#### Records shown ####

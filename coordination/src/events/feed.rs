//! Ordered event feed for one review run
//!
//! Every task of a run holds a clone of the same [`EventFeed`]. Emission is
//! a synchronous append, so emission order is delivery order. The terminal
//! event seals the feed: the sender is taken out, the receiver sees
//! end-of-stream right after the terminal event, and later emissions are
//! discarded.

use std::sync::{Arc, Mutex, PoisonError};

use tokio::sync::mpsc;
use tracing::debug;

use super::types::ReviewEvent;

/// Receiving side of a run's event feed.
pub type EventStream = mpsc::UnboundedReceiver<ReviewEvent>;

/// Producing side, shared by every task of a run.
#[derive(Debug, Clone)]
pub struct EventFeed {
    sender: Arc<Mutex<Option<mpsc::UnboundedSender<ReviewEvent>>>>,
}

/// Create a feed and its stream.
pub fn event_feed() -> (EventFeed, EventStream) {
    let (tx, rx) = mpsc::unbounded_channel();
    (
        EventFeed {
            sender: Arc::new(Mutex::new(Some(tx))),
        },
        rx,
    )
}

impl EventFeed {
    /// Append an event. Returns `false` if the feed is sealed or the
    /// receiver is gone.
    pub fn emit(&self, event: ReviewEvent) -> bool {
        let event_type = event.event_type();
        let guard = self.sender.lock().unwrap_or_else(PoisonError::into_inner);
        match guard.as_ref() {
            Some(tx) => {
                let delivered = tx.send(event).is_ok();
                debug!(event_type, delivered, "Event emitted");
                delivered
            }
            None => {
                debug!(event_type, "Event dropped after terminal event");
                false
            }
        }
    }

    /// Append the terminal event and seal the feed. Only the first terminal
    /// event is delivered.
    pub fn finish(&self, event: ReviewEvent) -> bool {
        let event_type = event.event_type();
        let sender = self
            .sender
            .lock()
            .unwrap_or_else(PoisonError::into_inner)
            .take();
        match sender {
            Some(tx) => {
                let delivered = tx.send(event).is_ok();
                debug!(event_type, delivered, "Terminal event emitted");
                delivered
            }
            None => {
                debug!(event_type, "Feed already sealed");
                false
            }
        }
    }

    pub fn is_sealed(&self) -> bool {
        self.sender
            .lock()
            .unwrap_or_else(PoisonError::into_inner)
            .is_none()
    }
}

####
#### Records shown ####

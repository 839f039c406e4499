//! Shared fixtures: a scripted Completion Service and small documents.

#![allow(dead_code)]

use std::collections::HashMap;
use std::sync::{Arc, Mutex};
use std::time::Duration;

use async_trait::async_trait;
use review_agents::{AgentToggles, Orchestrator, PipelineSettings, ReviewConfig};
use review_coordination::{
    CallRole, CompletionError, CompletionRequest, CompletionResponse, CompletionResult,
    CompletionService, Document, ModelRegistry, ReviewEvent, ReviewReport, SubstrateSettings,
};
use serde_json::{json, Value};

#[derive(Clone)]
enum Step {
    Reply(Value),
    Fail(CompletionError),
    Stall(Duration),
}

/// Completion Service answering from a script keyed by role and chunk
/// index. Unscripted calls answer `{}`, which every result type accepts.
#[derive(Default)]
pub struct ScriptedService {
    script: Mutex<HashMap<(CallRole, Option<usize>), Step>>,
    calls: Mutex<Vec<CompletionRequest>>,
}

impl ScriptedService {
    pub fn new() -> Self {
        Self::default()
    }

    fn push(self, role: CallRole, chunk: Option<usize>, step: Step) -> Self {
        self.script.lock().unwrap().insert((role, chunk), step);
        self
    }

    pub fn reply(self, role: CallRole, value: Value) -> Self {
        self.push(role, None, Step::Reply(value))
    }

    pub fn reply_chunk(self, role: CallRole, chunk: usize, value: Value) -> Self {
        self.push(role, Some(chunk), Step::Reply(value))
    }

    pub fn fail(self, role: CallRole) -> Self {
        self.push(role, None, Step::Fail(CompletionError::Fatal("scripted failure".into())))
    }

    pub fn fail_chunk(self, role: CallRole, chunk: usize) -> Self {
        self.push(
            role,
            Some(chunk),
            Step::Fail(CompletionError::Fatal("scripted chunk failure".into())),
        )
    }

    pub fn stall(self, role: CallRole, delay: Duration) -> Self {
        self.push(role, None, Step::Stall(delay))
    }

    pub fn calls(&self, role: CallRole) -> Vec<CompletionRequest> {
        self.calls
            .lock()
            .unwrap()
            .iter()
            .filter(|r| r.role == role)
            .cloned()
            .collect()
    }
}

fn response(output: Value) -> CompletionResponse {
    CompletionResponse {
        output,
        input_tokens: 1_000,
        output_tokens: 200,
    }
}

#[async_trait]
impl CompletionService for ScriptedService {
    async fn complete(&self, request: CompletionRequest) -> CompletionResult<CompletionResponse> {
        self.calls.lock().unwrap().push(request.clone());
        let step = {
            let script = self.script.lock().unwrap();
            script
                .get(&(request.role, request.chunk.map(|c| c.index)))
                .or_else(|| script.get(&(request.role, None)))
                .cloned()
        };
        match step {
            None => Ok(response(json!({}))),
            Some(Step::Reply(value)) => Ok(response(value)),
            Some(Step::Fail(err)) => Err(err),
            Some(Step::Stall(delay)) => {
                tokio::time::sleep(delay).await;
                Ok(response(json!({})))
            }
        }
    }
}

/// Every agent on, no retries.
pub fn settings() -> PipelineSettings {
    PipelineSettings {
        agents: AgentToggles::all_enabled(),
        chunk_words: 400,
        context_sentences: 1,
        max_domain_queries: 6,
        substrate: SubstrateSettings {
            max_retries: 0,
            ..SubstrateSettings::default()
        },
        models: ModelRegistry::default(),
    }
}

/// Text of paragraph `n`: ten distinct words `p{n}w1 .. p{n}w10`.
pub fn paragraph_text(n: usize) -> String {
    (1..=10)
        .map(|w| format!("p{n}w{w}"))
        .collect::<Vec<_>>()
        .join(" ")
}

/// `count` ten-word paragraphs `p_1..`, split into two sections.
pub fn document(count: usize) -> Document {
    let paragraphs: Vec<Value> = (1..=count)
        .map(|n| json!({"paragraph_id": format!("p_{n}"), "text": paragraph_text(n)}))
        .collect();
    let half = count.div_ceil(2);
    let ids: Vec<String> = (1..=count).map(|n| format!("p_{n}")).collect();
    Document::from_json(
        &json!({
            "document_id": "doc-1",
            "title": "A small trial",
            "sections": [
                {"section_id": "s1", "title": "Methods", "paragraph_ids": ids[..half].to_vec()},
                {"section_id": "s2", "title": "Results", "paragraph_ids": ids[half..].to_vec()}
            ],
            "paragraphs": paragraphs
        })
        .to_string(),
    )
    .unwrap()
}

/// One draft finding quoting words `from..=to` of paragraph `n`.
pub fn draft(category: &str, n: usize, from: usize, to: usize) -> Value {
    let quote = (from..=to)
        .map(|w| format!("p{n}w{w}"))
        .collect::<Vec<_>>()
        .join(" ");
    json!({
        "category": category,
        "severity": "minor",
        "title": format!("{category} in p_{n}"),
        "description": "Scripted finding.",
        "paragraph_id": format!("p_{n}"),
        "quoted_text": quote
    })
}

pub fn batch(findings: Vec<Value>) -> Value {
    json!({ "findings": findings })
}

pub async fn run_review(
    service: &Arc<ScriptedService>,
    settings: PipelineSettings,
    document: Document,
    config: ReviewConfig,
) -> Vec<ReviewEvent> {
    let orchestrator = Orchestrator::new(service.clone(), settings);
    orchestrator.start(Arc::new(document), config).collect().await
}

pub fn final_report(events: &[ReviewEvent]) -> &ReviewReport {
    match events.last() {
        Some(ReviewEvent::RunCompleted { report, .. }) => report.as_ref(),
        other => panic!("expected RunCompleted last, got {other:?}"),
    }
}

####

■ **Work item**
For this task, copy every line of the material in which "Some" appears.

■ **Answer to this problem**
            sender: Arc::new(Mutex::new(Some(tx))),
            Some(tx) => {
            Some(tx) => {
        self.push(role, Some(chunk), Step::Reply(value))
            Some(chunk),
            Some(Step::Reply(value)) => Ok(response(value)),
            Some(Step::Fail(err)) => Err(err),
            Some(Step::Stall(delay)) => {
        Some(ReviewEvent::RunCompleted { report, .. }) => report.as_ref(),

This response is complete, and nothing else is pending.